What to work on:
Where a line of the listing below holds "when", add it to the tally; give only the final number.

= = = = =

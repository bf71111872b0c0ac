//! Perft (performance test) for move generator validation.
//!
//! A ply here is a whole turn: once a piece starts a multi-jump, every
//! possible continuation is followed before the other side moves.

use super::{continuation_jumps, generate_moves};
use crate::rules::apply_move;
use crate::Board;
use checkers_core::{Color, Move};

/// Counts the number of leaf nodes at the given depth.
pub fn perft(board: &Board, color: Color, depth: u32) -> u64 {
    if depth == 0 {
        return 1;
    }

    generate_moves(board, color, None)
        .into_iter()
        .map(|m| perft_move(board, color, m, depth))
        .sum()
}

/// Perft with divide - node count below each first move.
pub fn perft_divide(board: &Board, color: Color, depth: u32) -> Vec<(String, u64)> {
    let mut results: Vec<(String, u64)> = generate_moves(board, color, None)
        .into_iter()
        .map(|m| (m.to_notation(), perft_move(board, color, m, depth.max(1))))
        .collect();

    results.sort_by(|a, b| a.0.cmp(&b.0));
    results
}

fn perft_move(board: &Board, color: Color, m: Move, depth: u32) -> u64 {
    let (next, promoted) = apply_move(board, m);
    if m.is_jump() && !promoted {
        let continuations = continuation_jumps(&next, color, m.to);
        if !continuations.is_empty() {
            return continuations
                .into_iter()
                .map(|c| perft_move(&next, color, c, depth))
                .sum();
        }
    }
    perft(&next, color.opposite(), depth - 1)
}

= = = = =

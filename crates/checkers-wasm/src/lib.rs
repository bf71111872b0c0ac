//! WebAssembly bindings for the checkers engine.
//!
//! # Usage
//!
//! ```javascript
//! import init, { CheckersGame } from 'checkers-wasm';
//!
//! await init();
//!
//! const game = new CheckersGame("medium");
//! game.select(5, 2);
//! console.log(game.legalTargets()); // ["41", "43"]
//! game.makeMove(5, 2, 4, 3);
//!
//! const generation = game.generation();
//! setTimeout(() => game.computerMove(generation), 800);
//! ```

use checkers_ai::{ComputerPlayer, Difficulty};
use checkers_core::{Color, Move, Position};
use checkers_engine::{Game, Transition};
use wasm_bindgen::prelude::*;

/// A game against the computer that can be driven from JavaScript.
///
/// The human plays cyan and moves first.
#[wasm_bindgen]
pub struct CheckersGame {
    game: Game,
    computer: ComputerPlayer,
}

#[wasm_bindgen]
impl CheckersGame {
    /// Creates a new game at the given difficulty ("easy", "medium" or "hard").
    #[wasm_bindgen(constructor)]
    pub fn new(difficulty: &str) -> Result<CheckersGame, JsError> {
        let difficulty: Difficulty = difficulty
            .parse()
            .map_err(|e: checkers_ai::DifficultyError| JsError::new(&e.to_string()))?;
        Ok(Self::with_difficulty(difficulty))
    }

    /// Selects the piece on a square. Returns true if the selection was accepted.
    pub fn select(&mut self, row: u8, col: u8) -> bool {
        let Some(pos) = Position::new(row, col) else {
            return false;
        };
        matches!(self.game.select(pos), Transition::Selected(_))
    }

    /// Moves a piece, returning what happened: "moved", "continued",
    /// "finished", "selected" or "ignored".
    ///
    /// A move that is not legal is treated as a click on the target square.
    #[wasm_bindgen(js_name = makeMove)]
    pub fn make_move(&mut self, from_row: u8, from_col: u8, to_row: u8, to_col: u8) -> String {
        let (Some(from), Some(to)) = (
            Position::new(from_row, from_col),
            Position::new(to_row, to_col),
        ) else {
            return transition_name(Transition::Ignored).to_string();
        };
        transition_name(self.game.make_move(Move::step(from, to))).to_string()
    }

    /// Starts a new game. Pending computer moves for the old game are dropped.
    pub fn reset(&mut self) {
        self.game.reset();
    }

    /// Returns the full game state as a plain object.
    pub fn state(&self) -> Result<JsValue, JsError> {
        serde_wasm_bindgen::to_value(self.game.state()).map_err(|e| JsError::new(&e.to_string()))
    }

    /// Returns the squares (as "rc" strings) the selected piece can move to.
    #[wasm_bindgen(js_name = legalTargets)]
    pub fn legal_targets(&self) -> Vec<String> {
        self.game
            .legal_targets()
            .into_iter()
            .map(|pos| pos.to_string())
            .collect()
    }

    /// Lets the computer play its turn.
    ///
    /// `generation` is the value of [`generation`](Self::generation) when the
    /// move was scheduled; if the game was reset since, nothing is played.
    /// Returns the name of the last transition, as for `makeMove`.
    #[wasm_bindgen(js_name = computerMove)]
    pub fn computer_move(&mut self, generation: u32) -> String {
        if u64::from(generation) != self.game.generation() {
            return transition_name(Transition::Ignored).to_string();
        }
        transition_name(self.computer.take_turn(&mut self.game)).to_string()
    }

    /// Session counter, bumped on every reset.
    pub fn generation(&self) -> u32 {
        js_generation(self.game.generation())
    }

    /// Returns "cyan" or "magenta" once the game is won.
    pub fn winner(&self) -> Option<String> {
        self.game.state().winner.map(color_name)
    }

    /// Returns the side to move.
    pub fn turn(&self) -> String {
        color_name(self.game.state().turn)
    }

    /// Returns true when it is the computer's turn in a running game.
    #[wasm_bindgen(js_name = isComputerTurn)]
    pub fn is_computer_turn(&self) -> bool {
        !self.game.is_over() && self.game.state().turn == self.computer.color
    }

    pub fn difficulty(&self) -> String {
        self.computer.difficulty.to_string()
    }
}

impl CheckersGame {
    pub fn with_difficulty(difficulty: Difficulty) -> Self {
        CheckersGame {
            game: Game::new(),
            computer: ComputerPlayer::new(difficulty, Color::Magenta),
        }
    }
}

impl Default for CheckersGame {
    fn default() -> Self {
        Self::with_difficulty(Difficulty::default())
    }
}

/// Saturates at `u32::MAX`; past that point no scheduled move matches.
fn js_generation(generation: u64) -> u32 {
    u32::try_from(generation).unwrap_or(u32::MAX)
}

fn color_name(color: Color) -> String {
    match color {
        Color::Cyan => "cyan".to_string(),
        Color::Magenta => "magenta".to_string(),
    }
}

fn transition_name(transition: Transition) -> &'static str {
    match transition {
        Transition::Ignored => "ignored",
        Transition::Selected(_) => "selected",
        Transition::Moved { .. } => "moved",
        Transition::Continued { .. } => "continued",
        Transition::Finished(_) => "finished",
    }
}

= = = = =

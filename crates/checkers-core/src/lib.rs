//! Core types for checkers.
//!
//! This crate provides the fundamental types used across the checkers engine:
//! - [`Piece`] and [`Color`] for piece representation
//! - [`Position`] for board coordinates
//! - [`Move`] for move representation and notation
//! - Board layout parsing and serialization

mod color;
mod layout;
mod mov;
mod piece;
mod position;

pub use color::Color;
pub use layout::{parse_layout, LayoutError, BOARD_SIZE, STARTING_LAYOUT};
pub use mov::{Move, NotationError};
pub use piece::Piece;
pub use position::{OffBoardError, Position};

= = = = =

Exercise answer:
2